The NBC remains, technically, a recommendatory document; it becomes legally mandatory only once state governments incorporate it into their own local building bye-laws, a process nudged along by advisories from the Ministry of Home Affairs. That two-step chain - Centre recommends, state adopts, municipality enforces — is precisely where gaps tend to open in older buildings that were bye-law compliant at the time of construction but have never been re-certified since.
What's Next?
The regulatory direction of travel - more advisory language, more state discretion - makes it likely that the practical burden of fire safety in existing residential buildings will keep shifting toward RWAs, facility managers and individual residents rather than a uniform central mandate. Industry voices are pushing for India to build a national forensic fire-investigation capacity so that "short circuit" stops being a catch-all explanation and starts being root-cause data that can inform policy - but that infrastructure does not yet exist at scale.
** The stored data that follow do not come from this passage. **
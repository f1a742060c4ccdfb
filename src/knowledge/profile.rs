use crate::stats::{PlayerStatistics, SampleReliability, StatisticsReport};

pub const LOOSE_VPIP: f32 = 30.0;
pub const PASSIVE_PFR: f32 = 12.0;
pub const FOLDS_TO_THREE_BET: f32 = 70.0;
pub const FREQUENT_FLOP_CBET: f32 = 70.0;
pub const PASSIVE_AGGRESSION: f32 = 1.0;
pub const CALLS_DOWN_WTSD: f32 = 30.0;

/// Everything known about one player: statistics plus free form notes on
/// their tendencies.
#[cfg_attr(feature = "serde", derive(serde::Serialize, serde::Deserialize))]
#[derive(Debug, Clone, Default, PartialEq)]
pub struct PlayerProfile {
    pub player_id: String,
    pub name: String,
    pub statistics: PlayerStatistics,
    #[cfg_attr(feature = "serde", serde(default))]
    pub tendencies: Vec<String>,
}

impl PlayerProfile {
    /// New empty profile. An empty `name` falls back to the id.
    pub fn new(player_id: &str, name: &str) -> Self {
        let name = if name.is_empty() { player_id } else { name };
        Self {
            player_id: player_id.to_owned(),
            name: name.to_owned(),
            statistics: PlayerStatistics::default(),
            tendencies: Vec::new(),
        }
    }

    pub fn with_statistics(mut self, statistics: PlayerStatistics) -> Self {
        self.statistics = statistics;
        self
    }

    pub fn sample_size(&self) -> usize {
        self.statistics.hands_played()
    }

    pub fn reliability(&self) -> SampleReliability {
        self.statistics.reliability()
    }

    pub fn report(&self) -> StatisticsReport<'_> {
        StatisticsReport::new(&self.statistics)
    }

    /// Add a note unless an identical one is already present.
    pub fn add_tendency(&mut self, tendency: impl Into<String>) -> bool {
        let tendency = tendency.into();
        if self.tendencies.contains(&tendency) {
            false
        } else {
            self.tendencies.push(tendency);
            true
        }
    }

    /// Derive notes from the statistics. Nothing is inferred until the
    /// sample is large enough to exploit. Returns how many notes were new.
    pub fn infer_tendencies(&mut self) -> usize {
        if !self.statistics.is_reliable() {
            return 0;
        }
        let s = &self.statistics;
        let notes = [
            (s.vpip() > LOOSE_VPIP, "Plays too many hands (loose)"),
            (s.pfr() < PASSIVE_PFR, "Passive preflop"),
            (s.fold_to_three_bet() > FOLDS_TO_THREE_BET, "Folds to 3-bets too often"),
            (s.cbet_flop_pct() > FREQUENT_FLOP_CBET, "C-bets flop frequently"),
            (s.aggression_factor() < PASSIVE_AGGRESSION, "Very passive postflop"),
            (s.wtsd() > CALLS_DOWN_WTSD, "Calls down too much"),
        ];
        notes
            .into_iter()
            .filter(|(applies, _)| *applies)
            .filter(|(_, note)| self.add_tendency(*note))
            .count()
    }
}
Until it does, the fastest fire-safety upgrade available to most households isn't a new gadget - it's an honest, professional audit of wiring load, exits and extinguisher placement in the home they already occupy.
Conclusion
The fires in Vivek Vihar and Indirapuram were not caused by a missing building code - India already has one. They were symptoms of a retrofit gap: safety systems designed for the building as it was approved, operating years later inside a building whose electrical load, occupancy and physical condition have all quietly changed. Closing that gap in an existing home does not require rebuilding it. It requires an audit, an upgrade to the wiring that actually carries today's appliances, and a resident willing to ask their RWA the uncomfortable question of when the fire systems were last tested.